[Sca-cooks] roman feast / Apicius

Lilinah lilinah at earthlink.net
Thu Mar 20 18:04:07 PDT 2008


In this message i will be referring to information in:
"Apicius: A Critical Edition with an Introduction and English Translation"
by Christopher Grocock and Sally Grainger
Prospect Books (Totnes, Devon, Great Britain, 2006)
which i will call G&G

Let me remind folks that one can purchase both G&G's "Apicius" 
($80/L40) and Sally's "Cooking Apicius" ($19.95/L10) from Oxbow Books 
(UK) / David Brown Book Co (US) for $75/L40. Such a deal!
http://www.oxbowbooks.com

I wrote:
>>Going from memory here, ISTR that Vehling was using a very redacted 
>>(in the true sense) manuscript from the 15th? 16th? century. In 
>>other words, he was not using the oldest available source, but one 
>>which had undergone many changes over the centuries.

Emilio questioned:
>Could you please try to recall or to look up where you got this?

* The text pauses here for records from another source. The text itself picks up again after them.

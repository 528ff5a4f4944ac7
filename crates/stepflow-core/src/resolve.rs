// Copyright (c) 2025 Stepflow Team
// SPDX-License-Identifier: MIT OR Apache-2.0

//! Variable template resolution.
//!
//! Strings may embed `${path}` or `${path:default}` references, where
//! `path` is a dotted chain rooted in one of
//! `inputs|secrets|steps|context|env|workflow|run`. Resolution is a single
//! left-to-right pass: substituted text is never rescanned, and a reference
//! that resolves to nothing and carries no default is preserved literally
//! so later tooling may inject it.

use crate::context::ContextView;
use std::collections::HashMap;

/// Roots a template path may start with.
pub const TEMPLATE_ROOTS: &[&str] = &[
    "inputs", "secrets", "steps", "context", "env", "workflow", "run",
];

/// One `${...}` occurrence inside a string.
#[derive(Debug, Clone, PartialEq, Eq)]
struct Token {
    /// Byte range of the whole `${...}` token.
    start: usize,
    end: usize,
    /// The dotted path.
    path: String,
    /// Optional default after `:`.
    default: Option<String>,
}

fn scan_tokens(input: &str) -> Vec<Token> {
    let bytes = input.as_bytes();
    let mut tokens = Vec::new();
    let mut i = 0;
    while i + 1 < bytes.len() {
        if bytes[i] == b'$' && bytes[i + 1] == b'{' {
            if let Some(close) = input[i + 2..].find('}') {
                let end = i + 2 + close + 1;
                let body = &input[i + 2..end - 1];
                let (path, default) = match body.split_once(':') {
                    Some((p, d)) => (p.trim().to_string(), Some(d.to_string())),
                    None => (body.trim().to_string(), None),
                };
                tokens.push(Token {
                    start: i,
                    end,
                    path,
                    default,
                });
                i = end;
                continue;
            }
        }
        i += 1;
    }
    tokens
}

/// Extracts every template path referenced in a string (defaults stripped).
pub fn template_refs(input: &str) -> Vec<String> {
    scan_tokens(input).into_iter().map(|t| t.path).collect()
}

fn value_to_fragment(value: &serde_json::Value) -> String {
    match value {
        serde_json::Value::String(s) => s.clone(),
        serde_json::Value::Null => "null".to_string(),
        other => other.to_string(),
    }
}

/// Expands templates inside a string, returning the expanded string.
pub fn resolve_str(input: &str, ctx: &ContextView) -> String {
    let tokens = scan_tokens(input);
    if tokens.is_empty() {
        return input.to_string();
    }
    let mut out = String::with_capacity(input.len());
    let mut cursor = 0;
    for token in &tokens {
        out.push_str(&input[cursor..token.start]);
        match ctx.lookup(&token.path) {
            Some(value) => out.push_str(&value_to_fragment(&value)),
            None => match &token.default {
                Some(default) => out.push_str(default),
                // Preserve the literal token for later injection.
                None => out.push_str(&input[token.start..token.end]),
            },
        }
        cursor = token.end;
    }
    out.push_str(&input[cursor..]);
    out
}

/// Expands templates inside a JSON value tree.
///
/// A string that consists of exactly one `${...}` token resolves to the
/// referenced value with its type intact (objects stay objects); strings
/// with surrounding text resolve via [`resolve_str`].
pub fn resolve_value(value: &serde_json::Value, ctx: &ContextView) -> serde_json::Value {
    match value {
        serde_json::Value::String(s) => {
            let tokens = scan_tokens(s);
            if tokens.len() == 1 && tokens[0].start == 0 && tokens[0].end == s.len() {
                let token = &tokens[0];
                return match ctx.lookup(&token.path) {
                    Some(resolved) => resolved,
                    None => match &token.default {
                        Some(default) => serde_json::Value::String(default.clone()),
                        None => serde_json::Value::String(s.clone()),
                    },
                };
            }
            serde_json::Value::String(resolve_str(s, ctx))
        }
        serde_json::Value::Array(items) => {
            serde_json::Value::Array(items.iter().map(|v| resolve_value(v, ctx)).collect())
        }
        serde_json::Value::Object(map) => serde_json::Value::Object(
            map.iter()
                .map(|(k, v)| (k.clone(), resolve_value(v, ctx)))
                .collect(),
        ),
        other => other.clone(),
    }
}

/// Expands templates in a string-valued map (step `env`, output projections).
pub fn resolve_string_map(
    map: &HashMap<String, String>,
    ctx: &ContextView,
) -> HashMap<String, String> {
    map.iter()
        .map(|(k, v)| (k.clone(), resolve_str(v, ctx)))
        .collect()
}

/// Computes output projections: each template resolves to a typed value.
pub fn resolve_projections(
    outputs: &HashMap<String, String>,
    ctx: &ContextView,
) -> HashMap<String, serde_json::Value> {
    outputs
        .iter()
        .map(|(k, template)| {
            (
                k.clone(),
                resolve_value(&serde_json::Value::String(template.clone()), ctx),
            )
        })
        .collect()
}

/// Evaluates a `when` condition against the context.
///
/// Templates are expanded first. The expression then supports `==` and `!=`
/// between two operands (compared as trimmed strings, quotes stripped);
/// anything else is evaluated for truthiness, where the empty string,
/// `false`, `0`, `null` and an unresolved `${...}` reference are false.
pub fn evaluate_condition(expr: &str, ctx: &ContextView) -> bool {
    let resolved = resolve_str(expr, ctx);
    let trimmed = resolved.trim();

    if let Some((lhs, rhs)) = split_operator(trimmed, "==") {
        return normalize(lhs) == normalize(rhs);
    }
    if let Some((lhs, rhs)) = split_operator(trimmed, "!=") {
        return normalize(lhs) != normalize(rhs);
    }
    truthy(trimmed)
}

fn split_operator<'a>(expr: &'a str, op: &str) -> Option<(&'a str, &'a str)> {
    expr.split_once(op)
}

fn normalize(operand: &str) -> &str {
    operand
        .trim()
        .trim_matches(|c| c == '"' || c == '\'')
}

fn truthy(value: &str) -> bool {
    if value.contains("${") {
        return false;
    }
    !matches!(value, "" | "false" | "0" | "null" | "undefined")
}

#[cfg(test)]
mod tests {
    use super::*;
    use crate::context::{ContextStore, RunInfo};
    use std::collections::HashMap;

    fn view() -> ContextView {
        let store = ContextStore::new(
            RunInfo::new("demo", "2.1", "manual"),
            HashMap::from([("STAGE".to_string(), "prod".to_string())]),
            HashMap::from([
                ("name".to_string(), serde_json::json!("world")),
                ("count".to_string(), serde_json::json!(3)),
                (
                    "options".to_string(),
                    serde_json::json!({"verbose": true}),
                ),
            ]),
            HashMap::new(),
            HashMap::new(),
        );
        store.record_step_output(
            "fetch",
            serde_json::json!({"outputs": {"status": 200, "body": "ok"}}),
        );
        store.view()
    }

    #[test]
    fn embedded_templates_expand_in_place() {
        let ctx = view();
        assert_eq!(
            resolve_str("hello ${inputs.name}!", &ctx),
            "hello world!"
        );
        assert_eq!(
            resolve_str("status=${steps.fetch.outputs.status}", &ctx),
            "status=200"
        );
    }

    #[test]
    fn unresolved_reference_is_preserved_literally() {
        let ctx = view();
        assert_eq!(
            resolve_str("value: ${inputs.missing}", &ctx),
            "value: ${inputs.missing}"
        );
    }

    #[test]
    fn default_applies_only_when_undefined() {
        let ctx = view();
        assert_eq!(resolve_str("${inputs.missing:fallback}", &ctx), "fallback");
        assert_eq!(resolve_str("${inputs.name:fallback}", &ctx), "world");
    }

    #[test]
    fn resolution_is_idempotent_and_single_pass() {
        let ctx = view();
        let once = resolve_str("a=${inputs.name} b=${inputs.missing} c=${env.STAGE}", &ctx);
        let twice = resolve_str(&once, &ctx);
        assert_eq!(once, twice);
    }

    #[test]
    fn whole_token_string_keeps_value_type() {
        let ctx = view();
        let resolved = resolve_value(&serde_json::json!("${inputs.options}"), &ctx);
        assert_eq!(resolved, serde_json::json!({"verbose": true}));
        let resolved = resolve_value(&serde_json::json!("${inputs.count}"), &ctx);
        assert_eq!(resolved, serde_json::json!(3));
    }

    #[test]
    fn nested_structures_resolve_recursively() {
        let ctx = view();
        let input = serde_json::json!({
            "url": "https://api/${env.STAGE}/items",
            "nested": {"n": "${inputs.count}"},
            "list": ["${inputs.name}", "literal"],
        });
        let resolved = resolve_value(&input, &ctx);
        assert_eq!(
            resolved,
            serde_json::json!({
                "url": "https://api/prod/items",
                "nested": {"n": 3},
                "list": ["world", "literal"],
            })
        );
    }

    #[test]
    fn template_refs_reports_paths_without_defaults() {
        assert_eq!(
            template_refs("${inputs.a} and ${steps.b.outputs.c:zzz}"),
            vec!["inputs.a".to_string(), "steps.b.outputs.c".to_string()]
        );
    }

    #[test]
    fn conditions_compare_and_fall_back_to_truthiness() {
        let ctx = view();
        assert!(evaluate_condition("${env.STAGE} == prod", &ctx));
        assert!(evaluate_condition("${env.STAGE} != dev", &ctx));
        assert!(evaluate_condition("${inputs.count}", &ctx));
        assert!(!evaluate_condition("false", &ctx));
        assert!(!evaluate_condition("${inputs.missing}", &ctx));
        assert!(evaluate_condition("'prod' == \"prod\"", &ctx));
    }
}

G&G critique Vehling briefly on p. 122: "Vehling may have been an 
excellent chef but his understanding of ancient cooking was defective 
in many ways and - despite the effusive testimonial to his ability 
which prefaces his work - his Latin was, to say the least, extremely 
limited. [in a footnote here they say they agree with F&R's 
assessment]. Vehling's interpretation is hampered by a complete 
misunderstanding as to the nature of garum and liquimen" (Vehling 
assumed they were anchovy paste, not the salty liquid they are)... He 
was also imbued with classical French cooking and attempted to 
understand the recipes by relating them to dishes familiar to him 
from French cooking. This of course led him up a great many false 
avenues of conjecture." No specific example is given here, but IIRC, 
he uses roux - i don't own Vehling so i cannot check. "His work was 
based on an eclectic text drawn at random from Torinus [1541], Lister 
[1709], and Giarratano-Vollmer [1922] with little or no critical 
judgment in evidence." Previously on p. 121 G&G had commented that 
the Giarratano-Vollmer edition "shows a preference for correcting 
what was considered 'barbarous' in the two principal manuscripts 
rather than accepting the validity of some of the readings where they 
do not conform to 'classical' norms."

They also critique Flower and Rosenbaum, although more kindly, on pp. 
122-123, saying they were limited because they were doing their work 
in a post-WWII British context and without the knowledge of 
Mediterranean cooking which "was to burst on the scene on the UK in 
the early 1960s under the influence of Elizabeth David. Flower and 
Rosenbaum were also somewhat in awe of Brandt and accepted his 
theories on the origin and date of the text without question." (p. 
123)

Then they critique "The Roman Cookery of Apicius", 1984, by John 
Edwards (not the US politician) on p. 123, commenting that he went 
wrong much like Vehling with garum/liquamen: "He gives a 'fish 
pickle' recipe which is so far from the true nature of liquamen to be 
within the realms of fantasy," and that "he recommended many bizarre 
and entirely unsuitable substitutions..." And they conclude with: 
"his recipes... unfortunately... barely have a passing resemblance to 
Roman food."

>>The original manuscript is not in Classical Latin, which is what 
>>most people study
>
>  Which manuscript are you speaking about? Which one do you
>  consider the "original" one. The one in the New York
>  Academy of Medicine (ninth century), the one in the
>  Vatican library (ninth century) or the one in Paris (eighth
>  century). Certainly, there must have been older
>  manuscripts now lost.

I confess that when i said "original manuscript" i was not referring 
to some ur-Apicius, but the oldest known manuscript containing these 
recipes. I said it badly, and i thank you for taking me to task on 
this loose remark.

G&G say on p. 13: "The recipe text known as 'Apicius' is the sole 
survivor of a process of collecting recipes which began long before 
it reached the form in which we know it, and which certainly 
continued for a long time afterwards. It is certainly not the work of 
one author..." So in one sense, there is no original text - the 
recipe were collected from a number of texts, which F&R also believed.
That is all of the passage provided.